The legislation is being circulated in draft form for
feedback from, among others, the tech companies themselves. A spokesperson for
Facebook’s parent company, Meta, Tucker Bounds, pointed to CrowdTangle’s technical
limits and said that “a more rounded approach to transparency requires new
tools.” (The company’s earlier attempts to displace CrowdTangle data with its
own reporting foundered when the data proved unflattering, was suppressed and
then leaked to my colleagues Davey Alba and Ryan Mac.) Still, CrowdTangle has
made Facebook more transparent to outsiders than YouTube, TikTok or Snap.

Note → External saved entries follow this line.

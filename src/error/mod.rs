//! Error handling for docsearch.
//!
//! This module provides:
//! - [`DocsError`]: The main error enum for all docsearch operations
//! - [`ErrorCode`]: Standardized error codes for machine parsing
//! - [`StructuredError`]: Error shape used for `--json` output

mod codes;

use std::io;

use serde::{Deserialize, Serialize};
use serde_json::Value;
use thiserror::Error;

pub use codes::ErrorCode;

/// Main error type for docsearch operations.
#[derive(Error, Debug)]
pub enum DocsError {
    #[error("Database error: {0}")]
    Database(#[from] rusqlite::Error),

    #[error("IO error: {0}")]
    Io(#[from] io::Error),

    #[error("JSON serialization error: {0}")]
    Json(#[from] serde_json::Error),

    #[error("HTTP error: {0}")]
    Http(#[from] reqwest::Error),

    #[error("Remote returned {status}: {message}")]
    Remote { status: u16, message: String },

    #[error("Config error: {0}")]
    Config(String),

    #[error("Missing required config: {0}")]
    MissingConfig(String),

    #[error("Invalid query: {0}")]
    InvalidQuery(String),

    #[error("Protocol error: {0}")]
    Protocol(String),

    #[error("Local engine unavailable: {0}")]
    EngineUnavailable(String),

    #[error("Engine channel closed")]
    ChannelClosed,

    /// Sentinel for superseded work. Never surfaced as a failure.
    #[error("Request intentionally aborted")]
    Aborted,

    #[error("Serialization error: {0}")]
    Serialization(String),

    #[error("Not found: {0}")]
    NotFound(String),
}

impl DocsError {
    /// Get the error code for this error.
    #[must_use]
    pub fn code(&self) -> ErrorCode {
        match self {
            Self::Database(_) => ErrorCode::DatabaseError,
            Self::Io(_) => ErrorCode::IoError,
            Self::Json(_) | Self::Serialization(_) => ErrorCode::SerializationError,
            Self::Http(_) => ErrorCode::NetworkUnreachable,
            Self::Remote { .. } => ErrorCode::RemoteRejected,
            Self::Config(_) => ErrorCode::ConfigInvalid,
            Self::MissingConfig(_) => ErrorCode::ConfigMissingRequired,
            Self::InvalidQuery(_) => ErrorCode::SearchQueryInvalid,
            Self::Protocol(_) => ErrorCode::ProtocolViolation,
            Self::EngineUnavailable(_) => ErrorCode::EngineUnavailable,
            Self::ChannelClosed => ErrorCode::ChannelClosed,
            Self::Aborted => ErrorCode::SearchAborted,
            Self::NotFound(_) => ErrorCode::NotFound,
        }
    }

    /// Whether this error is the cancellation sentinel.
    #[must_use]
    pub const fn is_aborted(&self) -> bool {
        matches!(self, Self::Aborted)
    }

    /// Get context information for this error as JSON.
    #[must_use]
    pub fn context(&self) -> Option<Value> {
        match self {
            Self::Remote { status, message } => {
                Some(serde_json::json!({ "status": status, "message": message }))
            }
            Self::MissingConfig(key) => Some(serde_json::json!({ "config_key": key })),
            _ => None,
        }
    }

    /// Convert this error to a structured error.
    #[must_use]
    pub fn to_structured(&self) -> StructuredError {
        StructuredError::from_docs_error(self)
    }
}

/// A structured error with machine-readable code, suggestion, and context.
#[derive(Debug, Clone, Serialize, Deserialize)]
pub struct StructuredError {
    /// The error code (e.g., "CONFIG_INVALID")
    pub code: ErrorCode,

    /// The numeric error code (e.g., 302)
    pub numeric_code: u16,

    /// Human-readable error message
    pub message: String,

    /// Actionable suggestion for recovery
    pub suggestion: String,

    /// Additional context for debugging
    #[serde(skip_serializing_if = "Option::is_none")]
    pub context: Option<Value>,

    /// Whether this error is potentially recoverable by the user
    pub recoverable: bool,

    /// Error category (e.g., "config", "engine", "network")
    pub category: String,
}

impl StructuredError {
    #[must_use]
    pub fn new(code: ErrorCode, message: impl Into<String>) -> Self {
        Self {
            numeric_code: code.numeric(),
            suggestion: code.suggestion().to_string(),
            context: None,
            recoverable: code.is_recoverable(),
            category: code.category().to_string(),
            code,
            message: message.into(),
        }
    }

    #[must_use]
    pub fn from_docs_error(err: &DocsError) -> Self {
        let mut structured = Self::new(err.code(), err.to_string());
        structured.context = err.context();
        structured
    }
}

impl std::fmt::Display for StructuredError {
    fn fmt(&self, f: &mut std::fmt::Formatter<'_>) -> std::fmt::Result {
        write!(f, "[{}] {}", self.code, self.message)
    }
}

impl From<&DocsError> for StructuredError {
    fn from(err: &DocsError) -> Self {
        Self::from_docs_error(err)
    }
}

/// Result type alias using DocsError.
pub type Result<T> = std::result::Result<T, DocsError>;
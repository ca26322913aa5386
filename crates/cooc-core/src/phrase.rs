//! Phrase segmentation and synonym/target substitution.

use crate::token::Token;
use crate::vocabulary::Vocabulary;

/// Split a field into maximal runs of consecutive positions. A gap means a
/// stop word was removed there, which ends the phrase.
pub fn unseparated_phrases(tokens: &[Token]) -> impl Iterator<Item = &[Token]> {
    tokens.chunk_by(|a, b| b.position == a.position + 1)
}

/// Greedy left-to-right rewrite of a phrase.
///
/// From each left boundary, spans are tried longest first. The first span
/// that is a synonym (rewritten to its canonical target) or a target (kept
/// as is) wins and the scan stops; a synonym beats a target of the same
/// length. Unmatched words pass through alone. Each output token takes the
/// position of the first word of its span.
pub fn substitute(phrase: &[Token], vocabulary: &Vocabulary) -> Vec<Token> {
    let mut spans = Vec::with_capacity(phrase.len());
    let mut left = 0;
    while left < phrase.len() {
        let longest = (phrase.len() - left).min(vocabulary.max_span().max(1));
        let (word, len) = (1..=longest)
            .rev()
            .find_map(|len| {
                let segment = join_words(&phrase[left..left + len]);
                if let Some(canonical) = vocabulary.canonical(&segment) {
                    Some((canonical.to_string(), len))
                } else if vocabulary.is_target(&segment) {
                    Some((segment, len))
                } else {
                    None
                }
            })
            .unwrap_or_else(|| (phrase[left].word.clone(), 1));
        spans.push(Token::new(word, phrase[left].position));
        left += len;
    }
    spans
}

fn join_words(tokens: &[Token]) -> String {
    tokens
        .iter()
        .map(|t| t.word.as_str())
        .collect::<Vec<_>>()
        .join(" ")
}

Bounds also said that Facebook was “the only major consumer platform to provide
this level of transparency,” adding, “We plan to keep providing
industry-leading transparency into how our products work and urge our
competitors to do the same.”

The Senate aide said the tech companies had only been
heatedly opposed to one element: a tough enforcement mechanism that would
suspend legal protections under Section 230 of the 1996 Communications Decency
Act for companies that don’t comply with demands that they make their inner
workings available to researchers and the public. The aide said the legislation
would be formally introduced early this year.

And if the legislation passes, Facebook may live to
regret the energy it spent working to shut Silverman’s window into the
platform. But I suspect many of us will be grateful to rest the high-stakes
debate about social media on shared facts, available in real time.